Your instructions |
Everything from the line with "runner.run(effects, store, &mut" to the end of the data is to be retyped exactly, and nothing else.

(Beginning of Source data)

use std::io::{Write, stdout};
use std::path::Path;
use std::sync::Arc;

use clap::Parser;
use color_eyre::eyre::Result;

use tabalign::app::AlignmentService;
use tabalign::app::action::Action;
use tabalign::app::effect_runner::EffectRunner;
use tabalign::app::ports::TableAccess;
use tabalign::app::reducer::reduce;
use tabalign::app::state::AppState;
use tabalign::cli::Args;
use tabalign::domain::{ColumnConfigs, TableId, TableTarget};
use tabalign::infra::adapters::{InMemoryTableStore, MonospaceMeasurer};
use tabalign::infra::config::{OptionsFile, log_dir};
use tabalign::infra::import::load_table;
use tabalign::ui::adapters::TuiRenderer;
use tabalign::ui::components::render_table_lines;
use tabalign::ui::event::handler::handle_event;
use tabalign::ui::tui::TuiRunner;
use tabalign::{error, logging};

/// Container width used by --print when no width is given.
const DEFAULT_WIDTH_CELLS: u16 = 80;

#[tokio::main]
async fn main() -> Result<()> {
    dotenvy::dotenv().ok();
    // Runs without a log file when the cache dir is unavailable.
    let log_guard = log_dir()
        .ok()
        .and_then(|dir| logging::init_file_logging(&dir).ok());
    error::install_hooks(log_guard.as_ref().map(|guard| guard.path.as_path()))?;

    let args = Args::parse();

    let file = OptionsFile::load_or_default(args.config.as_deref())?;
    let options = file.alignment_options()?;
    let font = file.font_context()?;
    let mut columns = file.column_configs();
    columns.merge(&args.column_overrides());

    let snapshot = load_table(&args.input)?;
    let column_count = snapshot.column_count();
    let name = table_name(&args.input);
    let width_px = args
        .width
        .unwrap_or_else(|| f64::from(DEFAULT_WIDTH_CELLS) * font.cell_advance_px());

    let mut store = InMemoryTableStore::new();
    let table = store.insert(name.clone(), snapshot, font, width_px);
    tracing::info!(%table, %name, column_count, "table loaded");

    let service = AlignmentService::new(options, Arc::new(MonospaceMeasurer::new()));

    if args.print {
        return print_table(service, &mut store, table, &columns);
    }

    let state = AppState::new(table, name, column_count, columns);
    run_viewer(EffectRunner::new(service), store, state).await
}

fn table_name(path: &Path) -> String {
    path.file_name().map_or_else(
        || path.display().to_string(),
        |name| name.to_string_lossy().into_owned(),
    )
}

fn print_table(
    mut service: AlignmentService,
    store: &mut InMemoryTableStore,
    table: TableId,
    columns: &ColumnConfigs,
) -> Result<()> {
    service.apply_alignment(store, &TableTarget::Id(table), columns)?;

    let cell_px = store.font_context(table).cell_advance_px();
    let width_px = store.container_width(table).unwrap_or_default();
    let width_cells = if cell_px > 0.0 {
        (width_px / cell_px).floor() as u16
    } else {
        DEFAULT_WIDTH_CELLS
    };

    let mut out = stdout().lock();
    for line in render_table_lines(&*store, table, width_cells) {
        writeln!(out, "{line}")?;
    }
    Ok(())
}

async fn run_viewer(
    mut runner: EffectRunner,
    mut store: InMemoryTableStore,
    mut state: AppState,
) -> Result<()> {
    let mut tui = TuiRunner::new()?;
    tui.enter()?;

    let result = event_loop(&mut tui, &mut runner, &mut store, &mut state).await;

    tui.exit()?;
    result
}

async fn event_loop(
    tui: &mut TuiRunner,
    runner: &mut EffectRunner,
    store: &mut InMemoryTableStore,
    state: &mut AppState,
) -> Result<()> {
    let size = tui.terminal().size()?;
    dispatch(Action::Resize(size.width, size.height), tui, runner, store, state)?;
    dispatch(Action::ApplyAlignment, tui, runner, store, state)?;

    while let Some(event) = tui.next_event().await {
        let action = handle_event(event, state);
        if !action.is_none() {
            dispatch(action, tui, runner, store, state)?;
        }

        if state.should_quit {
            break;
        }
    }

    Ok(())
}

fn dispatch(
    action: Action,
    tui: &mut TuiRunner,
    runner: &mut EffectRunner,
    store: &mut InMemoryTableStore,
    state: &mut AppState,
) -> Result<()> {
    let effects = reduce(state, action);
    let mut renderer = TuiRenderer::new(tui);
    runner.run(effects, store, &mut renderer, state)?;
    state.clear_dirty();
    Ok(())
}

(End of Source data)

Completed task |
    runner.run(effects, store, &mut renderer, state)?;
    state.clear_dirty();
    Ok(())
}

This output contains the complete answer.